# F-in statistics!

I recently read this passage in the section on multiple linear regression from the fantastic book Introduction to Statistical Learning:

“The hypothesis test is performed by computing the *F-statistic*,

where, as with simple linear regression, TSS = $\Sigma(y_i - \bar{y_i})^2$ and RSS = $\Sigma(y_i - \hat{y_i})^2$. … When there’s no relationship between the response and predictors, one would expect the F-statistic to take on a value close to 1.”

I then thought to myself, “Wait, why is the F-statistic appearing here? I came across the F-statistic in the Khan Academy lesson on ANOVA.”

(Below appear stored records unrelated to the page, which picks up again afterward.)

//! Per-section field declarations.
//!
//! One function per section, shared by both schema modes. The `Presence`
//! given for each field only matters in full mode.

use super::Mode;
use super::coerce;
use super::section::{Presence, Section, UnknownKeys};
use crate::constants::{
    COOKIE_SECRET_LENGTH, DEFAULT_AGENT_CACHE_PATH, DEFAULT_AGENT_TTL_MS, DEFAULT_DOCKER_SOCKET,
    DEFAULT_OIDC_STRICT_VALIDATION, DEFAULT_USER_STORAGE_FILE,
};
use crate::types::TokenEndpointAuthMethod;

/// The document root. Unknown top-level keys are dropped.
pub(crate) fn root(doc: &mut Section<'_>) {
    match doc.mode() {
        // The loader injects the caller's value; a bare document means `false`.
        Mode::Full => doc.boolean("debug", Presence::default_bool(false)),
        Mode::Partial => {
            if doc.take("debug").is_some() {
                tracing::warn!("Ignoring override for `debug`; it follows the logging debug state");
            }
        }
    }
    doc.section("server", Presence::Required, UnknownKeys::Drop, server);
    doc.section("oidc", Presence::Optional, UnknownKeys::Reject, oidc);
    doc.section("headscale", Presence::Required, UnknownKeys::Reject, headscale);
    doc.section(
        "integration",
        Presence::Optional,
        UnknownKeys::Drop,
        integration,
    );
}

fn server(server: &mut Section<'_>) {
    server.string_with("host", Presence::Required, coerce::ip_address);
    server.integer("port", Presence::Required, u64::from(u16::MAX));
    server.string_with("cookie_secret", Presence::Optional, |s| {
        coerce::exact_length(s, COOKIE_SECRET_LENGTH)
    });
    server.string("cookie_secret_path", Presence::Optional);
    server.boolean("cookie_secure", Presence::Required);
    server.section(
        "agent",
        Presence::default_section(),
        UnknownKeys::Reject,
        agent,
    );
}

fn agent(agent: &mut Section<'_>) {
    agent.string("authkey", Presence::default_str(""));
    agent.integer("ttl", Presence::default_u64(DEFAULT_AGENT_TTL_MS), u64::MAX);
    agent.string("cache_path", Presence::default_str(DEFAULT_AGENT_CACHE_PATH));
}

fn oidc(oidc: &mut Section<'_>) {
    oidc.string_with("issuer", Presence::Required, coerce::url);
    oidc.string("client_id", Presence::Required);
    oidc.string("client_secret", Presence::Optional);
    oidc.string("client_secret_path", Presence::Optional);
    oidc.string_with(
        "token_endpoint_auth_method",
        Presence::Required,
        token_endpoint_auth_method,
    );
    oidc.string_with("redirect_uri", Presence::Optional, coerce::url);
    oidc.string(
        "user_storage_file",
        Presence::default_str(DEFAULT_USER_STORAGE_FILE),
    );
    oidc.boolean("disable_api_key_login", Presence::Required);
    oidc.string("headscale_api_key", Presence::Optional);
    oidc.string("headscale_api_key_path", Presence::Optional);
    oidc.boolean(
        "strict_validation",
        Presence::default_bool(DEFAULT_OIDC_STRICT_VALIDATION),
    );
}

fn token_endpoint_auth_method(raw: String) -> Result<String, String> {
    match TokenEndpointAuthMethod::parse(&raw) {
        Some(method) => Ok(method.as_str().to_string()),
        None => {
            let allowed: Vec<&str> = TokenEndpointAuthMethod::ALL
                .iter()
                .map(|m| m.as_str())
                .collect();
            Err(format!("must be one of {}, got {raw:?}", allowed.join(", ")))
        }
    }
}

fn headscale(headscale: &mut Section<'_>) {
    headscale.string_with("url", Presence::Required, |s| {
        coerce::url(s).map(|url| coerce::strip_trailing_slash(&url))
    });
    headscale.string("tls_cert_path", Presence::Optional);
    headscale.string_with("public_url", Presence::Optional, coerce::url);
    headscale.string("config_path", Presence::Optional);
    headscale.boolean("config_strict", Presence::Required);
}

fn integration(integration: &mut Section<'_>) {
    integration.section("docker", Presence::Optional, UnknownKeys::Reject, docker);
    integration.section(
        "kubernetes",
        Presence::Optional,
        UnknownKeys::Reject,
        kubernetes,
    );
    integration.section("proc", Presence::Optional, UnknownKeys::Reject, proc);
}

fn docker(docker: &mut Section<'_>) {
    docker.boolean("enabled", Presence::Required);
    docker.string("container_name", Presence::Required);
    docker.string("socket", Presence::default_str(DEFAULT_DOCKER_SOCKET));
    docker.string("container_label", Presence::Optional);
}

fn kubernetes(kubernetes: &mut Section<'_>) {
    kubernetes.boolean("enabled", Presence::Required);
    kubernetes.string("pod_name", Presence::Required);
    kubernetes.boolean("validate_manifest", Presence::Required);
}

fn proc(proc: &mut Section<'_>) {
    proc.boolean("enabled", Presence::Required);
}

In a span of 5 seconds, my mind made zipped around to a few places that included a conversation I had with fellow Insight Data Science fellows and re-thinking the F-statistic calculation statistic on ANOVA and then I had a whoa moment: the F-statistic in multiple linear regression and in ANOVA are the same thing.

Let’s investigate!

## Evaluate using a small dataset

The f-statistic is used most often when testing for differences in means for more than two groups, but let’s start simple with two groups with four datapoints in each group to better comprehend what’s going on.

```
import pandas as pd
import numpy as np
import matplotlib.pyplot as plt
import seaborn as sns
from mpl_toolkits.mplot3d import Axes3D
import statsmodels.api as sm
```

```
df_2f = pd.DataFrame()
df_2f['A'] = [2,1,3,0]
df_2f['B'] = [5,3,4,6]
df_2f
```

A | B | |
---|---|---|

0 | 2 | 5 |

1 | 1 | 3 |

2 | 3 | 4 |

3 | 0 | 6 |

## Using one-way ANOVA to calculate the F-statistic

Let’s apply the traditional one-way ANOVA formulas towards get the F-statistic.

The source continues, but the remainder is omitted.